What am I gonna do?
I can't, my family will
Shun me if they know,
I was never meant to be an early mother.
I can't take care of this little baby,
I wouldn't wish an unwanting home upon him.
I wouldn't want him to grow up scorned
By his grandparents, aunts and uncles.
I get bad looks in the street,
Judging glares and muffled snickers
And those who raise their noses,
Act like they're above me.
They wouldn't be laughing if I were a man.
My best friends left,
They couldn't take the strain of
Me and my pregnant body,
So different from theirs.
I'm so alone,
It's not like the father would help me anyways.
I had dreams,
Dreams I now have to put on hold to care
For this thing inside my torso,
And everyone I used to know stares
At the unfortunate girl who had
To quit high school, who dreamed of becoming a lawyer.

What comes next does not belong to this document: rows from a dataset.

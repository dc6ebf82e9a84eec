//! Cache store abstraction.
//!
//! The storage engine is external to the dispatch engine; `CacheStore` is
//! the seam it plugs into. `MemoryCacheStore` ships for tests and
//! single-process deployments.

use std::collections::HashMap;
use std::time::{Duration, Instant};

use async_trait::async_trait;
use dashmap::DashMap;
use serde::{Deserialize, Serialize};

/// Serializable stored response.
#[derive(Debug, Clone, Serialize, Deserialize)]
pub struct CachedResponse {
    pub status: u16,
    pub headers: HashMap<String, String>,
    pub body: Option<Vec<u8>>,
}

/// External cache store contract: `get`/`set`/`delete_pattern`.
#[async_trait]
pub trait CacheStore: Send + Sync {
    async fn get(&self, key: &str) -> Option<CachedResponse>;
    async fn set(&self, key: &str, value: CachedResponse, ttl: Duration);
    /// Remove every key matching the glob (`*` suffix wildcard only).
    async fn delete_pattern(&self, pattern: &str);
}

/// In-memory store with lazy expiry.
#[derive(Default)]
pub struct MemoryCacheStore {
    entries: DashMap<String, (CachedResponse, Instant)>,
}

impl MemoryCacheStore {
    pub fn new() -> Self {
        Self::default()
    }
}

#[async_trait]
impl CacheStore for MemoryCacheStore {
    async fn get(&self, key: &str) -> Option<CachedResponse> {
        let expired = match self.entries.get(key) {
            Some(entry) => {
                if Instant::now() < entry.1 {
                    return Some(entry.0.clone());
                }
                true
            }
            None => false,
        };
        if expired {
            self.entries.remove(key);
        }
        None
    }

    async fn set(&self, key: &str, value: CachedResponse, ttl: Duration) {
        self.entries
            .insert(key.to_string(), (value, Instant::now() + ttl));
    }

    async fn delete_pattern(&self, pattern: &str) {
        if let Some(prefix) = pattern.strip_suffix('*') {
            self.entries.retain(|k, _| !k.starts_with(prefix));
        } else {
            self.entries.remove(pattern);
        }
    }
}
//! Retry eligibility decisions.
//!
//! # Design Decisions
//! - Only idempotent methods are ever retried; blind retries of POST/PATCH
//!   are a correctness hazard, so non-idempotent routes get one attempt
//!   regardless of their configured retry count
//! - Connection errors and timeouts are always retryable (for idempotent
//!   methods); among statuses only the gateway-class 5xx family is
//! - Retries within one dispatch are sequential with jittered backoff

/// Methods safe to replay against an upstream.
pub fn is_idempotent(method: &str) -> bool {
    matches!(
        method.to_ascii_uppercase().as_str(),
        "GET" | "HEAD" | "OPTIONS" | "PUT" | "DELETE" | "TRACE"
    )
}

/// Should a proxy attempt be retried, given the method and what happened?
/// `status` is `None` for connection-level failures (which includes
/// timeouts), `Some` for a response that arrived.
pub fn is_retryable(method: &str, status: Option<u16>) -> bool {
    if !is_idempotent(method) {
        return false;
    }
    match status {
        None => true,
        Some(502) | Some(503) | Some(504) => true,
        Some(_) => false,
    }
}
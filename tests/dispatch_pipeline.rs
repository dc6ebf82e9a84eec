//! End-to-end dispatch pipeline tests against a programmable upstream.

use std::collections::VecDeque;
use std::sync::atomic::{AtomicU32, Ordering};
use std::sync::{Arc, Mutex};
use std::time::Duration;

use async_trait::async_trait;
use axum::body::Bytes;

use gateway_engine::cache::MemoryCacheStore;
use gateway_engine::context::{Principal, RequestContext, ResponseContext};
use gateway_engine::error::GatewayError;
use gateway_engine::routing::route::{
    AuthPolicy, BreakerPolicy, CachePolicy, MockPolicy, RateLimitPolicy, Route, RouteType,
};
use gateway_engine::transform::RouteFunction;
use gateway_engine::upstream::{
    UpstreamClient, UpstreamFailure, UpstreamRequest, UpstreamResponse,
};
use gateway_engine::{Engine, GatewayResult};

/// Upstream fake: answers 200 "ok" unless a scripted outcome is queued.
struct ScriptedUpstream {
    calls: AtomicU32,
    script: Mutex<VecDeque<Result<UpstreamResponse, UpstreamFailure>>>,
    last_request: Mutex<Option<UpstreamRequest>>,
}

impl ScriptedUpstream {
    fn new() -> Arc<Self> {
        Arc::new(Self {
            calls: AtomicU32::new(0),
            script: Mutex::new(VecDeque::new()),
            last_request: Mutex::new(None),
        })
    }

    fn push(&self, outcome: Result<UpstreamResponse, UpstreamFailure>) {
        self.script.lock().unwrap().push_back(outcome);
    }

    fn push_status(&self, status: u16, body: &str) {
        self.push(Ok(UpstreamResponse {
            status,
            headers: Default::default(),
            body: Bytes::from(body.to_string()),
        }));
    }

    fn calls(&self) -> u32 {
        self.calls.load(Ordering::SeqCst)
    }

    fn last_url(&self) -> Option<String> {
        self.last_request.lock().unwrap().as_ref().map(|r| r.url.clone())
    }
}

#[async_trait]
impl UpstreamClient for ScriptedUpstream {
    async fn send(&self, request: UpstreamRequest) -> Result<UpstreamResponse, UpstreamFailure> {
        self.calls.fetch_add(1, Ordering::SeqCst);
        *self.last_request.lock().unwrap() = Some(request);
        self.script.lock().unwrap().pop_front().unwrap_or_else(|| {
            Ok(UpstreamResponse {
                status: 200,
                headers: Default::default(),
                body: Bytes::from_static(b"ok"),
            })
        })
    }
}

fn engine_with(upstream: Arc<ScriptedUpstream>) -> Engine {
    Engine::new(upstream, Arc::new(MemoryCacheStore::new()))
}

fn proxy_route(id: &str, path: &str, target: &str) -> Route {
    Route::new(id, RouteType::Proxy, path, target)
}

#[tokio::test]
async fn test_proxy_builds_wildcard_target_url() {
    let upstream = ScriptedUpstream::new();
    let engine = engine_with(upstream.clone());
    engine
        .routes
        .load_routes(vec![proxy_route("media", "/api/media/*", "http://media-svc")])
        .unwrap();

    let resp = engine
        .dispatcher
        .dispatch(RequestContext::new("GET", "/api/media/images/logo.png"))
        .await
        .unwrap();

    assert_eq!(resp.status, 200);
    assert_eq!(
        upstream.last_url().as_deref(),
        Some("http://media-svc/images/logo.png")
    );
}

#[tokio::test]
async fn test_unmatched_path_is_route_not_found() {
    let engine = engine_with(ScriptedUpstream::new());
    engine.routes.load_routes(Vec::new()).unwrap();

    let err = engine
        .dispatcher
        .dispatch(RequestContext::new("GET", "/nowhere"))
        .await
        .unwrap_err();
    assert!(matches!(err, GatewayError::RouteNotFound { .. }));
    assert_eq!(err.status_code(), 404);
}

#[tokio::test]
async fn test_breaker_opens_and_recovers_via_trial() {
    let upstream = ScriptedUpstream::new();
    let engine = engine_with(upstream.clone());

    let mut route = proxy_route("flaky", "/flaky/*", "http://flaky-svc");
    route.config.breaker = Some(BreakerPolicy {
        threshold: 3,
        reset_timeout_ms: 50,
    });
    engine.routes.load_routes(vec![route]).unwrap();

    for _ in 0..3 {
        upstream.push(Err(UpstreamFailure::Connection("refused".into())));
        let err = engine
            .dispatcher
            .dispatch(RequestContext::new("GET", "/flaky/x"))
            .await
            .unwrap_err();
        assert!(matches!(err, GatewayError::UpstreamError { .. }));
    }
    assert_eq!(upstream.calls(), 3);

    // Breaker is open: rejected without an upstream attempt.
    let err = engine
        .dispatcher
        .dispatch(RequestContext::new("GET", "/flaky/x"))
        .await
        .unwrap_err();
    assert!(matches!(err, GatewayError::CircuitOpen { .. }));
    assert_eq!(upstream.calls(), 3);

    // After the reset timeout one trial goes through and closes it.
    tokio::time::sleep(Duration::from_millis(60)).await;
    let resp = engine
        .dispatcher
        .dispatch(RequestContext::new("GET", "/flaky/x"))
        .await
        .unwrap();
    assert_eq!(resp.status, 200);
    assert_eq!(upstream.calls(), 4);

    // Closed again: normal traffic flows.
    let resp = engine
        .dispatcher
        .dispatch(RequestContext::new("GET", "/flaky/x"))
        .await
        .unwrap();
    assert_eq!(resp.status, 200);
}

#[tokio::test]
async fn test_failed_trial_reopens_breaker() {
    let upstream = ScriptedUpstream::new();
    let engine = engine_with(upstream.clone());

    let mut route = proxy_route("flaky", "/flaky/*", "http://flaky-svc");
    route.config.breaker = Some(BreakerPolicy {
        threshold: 1,
        reset_timeout_ms: 40,
    });
    engine.routes.load_routes(vec![route]).unwrap();

    upstream.push(Err(UpstreamFailure::Connection("refused".into())));
    assert!(engine
        .dispatcher
        .dispatch(RequestContext::new("GET", "/flaky/x"))
        .await
        .is_err());

    tokio::time::sleep(Duration::from_millis(50)).await;
    upstream.push(Err(UpstreamFailure::Connection("refused".into())));
    let err = engine
        .dispatcher
        .dispatch(RequestContext::new("GET", "/flaky/x"))
        .await
        .unwrap_err();
    assert!(matches!(err, GatewayError::UpstreamError { .. }));

    // Trial failed: open again immediately.
    let err = engine
        .dispatcher
        .dispatch(RequestContext::new("GET", "/flaky/x"))
        .await
        .unwrap_err();
    assert!(matches!(err, GatewayError::CircuitOpen { .. }));
}

#[tokio::test]
async fn test_cache_hit_during_trial_releases_breaker_slot() {
    let upstream = ScriptedUpstream::new();
    let engine = engine_with(upstream.clone());

    let mut route = proxy_route("data", "/data/*", "http://data-svc");
    route.config.cache = Some(CachePolicy::default());
    route.config.breaker = Some(BreakerPolicy {
        threshold: 1,
        reset_timeout_ms: 40,
    });
    engine.routes.load_routes(vec![route]).unwrap();

    // Prime the cache on one path, open the breaker on another.
    assert!(engine
        .dispatcher
        .dispatch(RequestContext::new("GET", "/data/a"))
        .await
        .is_ok());
    upstream.push(Err(UpstreamFailure::Connection("refused".into())));
    assert!(engine
        .dispatcher
        .dispatch(RequestContext::new("GET", "/data/b"))
        .await
        .is_err());
    assert_eq!(upstream.calls(), 2);

    // The cache hit consumes the half-open trial without reaching the
    // upstream; the slot must come back.
    tokio::time::sleep(Duration::from_millis(50)).await;
    let hit = engine
        .dispatcher
        .dispatch(RequestContext::new("GET", "/data/a"))
        .await
        .unwrap();
    assert!(hit.cached);
    assert_eq!(upstream.calls(), 2);

    // A fresh trial is admitted right away and closes the breaker.
    let resp = engine
        .dispatcher
        .dispatch(RequestContext::new("GET", "/data/b"))
        .await
        .unwrap();
    assert_eq!(resp.status, 200);
    assert_eq!(upstream.calls(), 3);
}

#[tokio::test]
async fn test_transform_error_during_trial_releases_breaker_slot() {
    let upstream = ScriptedUpstream::new();
    let engine = engine_with(upstream.clone());
    engine.transforms.register(
        "reject",
        Arc::new(|_: Bytes| -> Result<Bytes, String> { Err("rejected".into()) }),
    );

    let mut route = proxy_route("guarded", "/guarded/*", "http://guarded-svc");
    route.config.breaker = Some(BreakerPolicy {
        threshold: 1,
        reset_timeout_ms: 40,
    });
    route.config.transforms.request = Some("reject".into());
    engine.routes.load_routes(vec![route]).unwrap();

    // Bodyless request skips the transform and opens the breaker.
    upstream.push(Err(UpstreamFailure::Connection("refused".into())));
    assert!(engine
        .dispatcher
        .dispatch(RequestContext::new("GET", "/guarded/x"))
        .await
        .is_err());
    assert_eq!(upstream.calls(), 1);

    // The trial fails in the transformer before any upstream call.
    tokio::time::sleep(Duration::from_millis(50)).await;
    let err = engine
        .dispatcher
        .dispatch(RequestContext::new("POST", "/guarded/x").with_body("payload"))
        .await
        .unwrap_err();
    assert!(matches!(err, GatewayError::Transformation { .. }));
    assert_eq!(upstream.calls(), 1);

    // The slot came back: the next call is admitted and closes the
    // breaker on success.
    let resp = engine
        .dispatcher
        .dispatch(RequestContext::new("GET", "/guarded/x"))
        .await
        .unwrap();
    assert_eq!(resp.status, 200);
    assert_eq!(upstream.calls(), 2);
}

#[tokio::test]
async fn test_rate_limit_window() {
    let engine = engine_with(ScriptedUpstream::new());

    let mut route = Route::new("limited", RouteType::Mock, "/limited", "");
    route.config.rate_limit = Some(RateLimitPolicy {
        limit: 2,
        window_ms: 80,
        ..RateLimitPolicy::default()
    });
    engine.routes.load_routes(vec![route]).unwrap();

    for _ in 0..2 {
        assert!(engine
            .dispatcher
            .dispatch(RequestContext::new("GET", "/limited"))
            .await
            .is_ok());
    }
    let err = engine
        .dispatcher
        .dispatch(RequestContext::new("GET", "/limited"))
        .await
        .unwrap_err();
    assert!(matches!(err, GatewayError::RateLimitExceeded { .. }));
    assert_eq!(err.status_code(), 429);

    // Fresh window after the reset.
    tokio::time::sleep(Duration::from_millis(100)).await;
    assert!(engine
        .dispatcher
        .dispatch(RequestContext::new("GET", "/limited"))
        .await
        .is_ok());
}

#[tokio::test]
async fn test_cache_hit_skips_dispatch_and_honors_vary_by() {
    let upstream = ScriptedUpstream::new();
    let engine = engine_with(upstream.clone());

    let mut route = proxy_route("cached", "/data/*", "http://data-svc");
    route.config.cache = Some(CachePolicy {
        ttl_secs: 300,
        vary_by: vec!["authorization".into()],
    });
    engine.routes.load_routes(vec![route]).unwrap();

    let request =
        || RequestContext::new("GET", "/data/items").with_header("Authorization", "alice");

    let first = engine.dispatcher.dispatch(request()).await.unwrap();
    assert!(!first.cached);
    assert_eq!(upstream.calls(), 1);

    let second = engine.dispatcher.dispatch(request()).await.unwrap();
    assert!(second.cached);
    assert_eq!(second.body.as_deref(), Some(&b"ok"[..]));
    assert_eq!(upstream.calls(), 1);

    // Different vary-by header value misses.
    let other = engine
        .dispatcher
        .dispatch(RequestContext::new("GET", "/data/items").with_header("Authorization", "bob"))
        .await
        .unwrap();
    assert!(!other.cached);
    assert_eq!(upstream.calls(), 2);
}

#[tokio::test]
async fn test_failed_responses_are_not_cached() {
    let upstream = ScriptedUpstream::new();
    let engine = engine_with(upstream.clone());

    let mut route = proxy_route("cached", "/data/*", "http://data-svc");
    route.config.cache = Some(CachePolicy::default());
    engine.routes.load_routes(vec![route]).unwrap();

    upstream.push_status(500, "boom");
    let resp = engine
        .dispatcher
        .dispatch(RequestContext::new("GET", "/data/items"))
        .await
        .unwrap();
    assert_eq!(resp.status, 500);

    let resp = engine
        .dispatcher
        .dispatch(RequestContext::new("GET", "/data/items"))
        .await
        .unwrap();
    assert!(!resp.cached);
    assert_eq!(upstream.calls(), 2);
}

The doctor says I'm a monster,
But I know how it is to grow up in foster care
(nobody wants you) and I wouldn't wish that
For a baby I can't take care of (i can't pay the rent, i'm not prepared)
I know what I have to do, he can't feel it anyways.
It's gone, I'm empty,
Don't think I took pleasure in doing this,
I would take him if I could.
I was scared,
And the fake abortion clinics who took my pants,
Made me listen as they lured me in and called me the devil
Why does a young (too young to be a mother, i can't do it)
Girl have to go through that?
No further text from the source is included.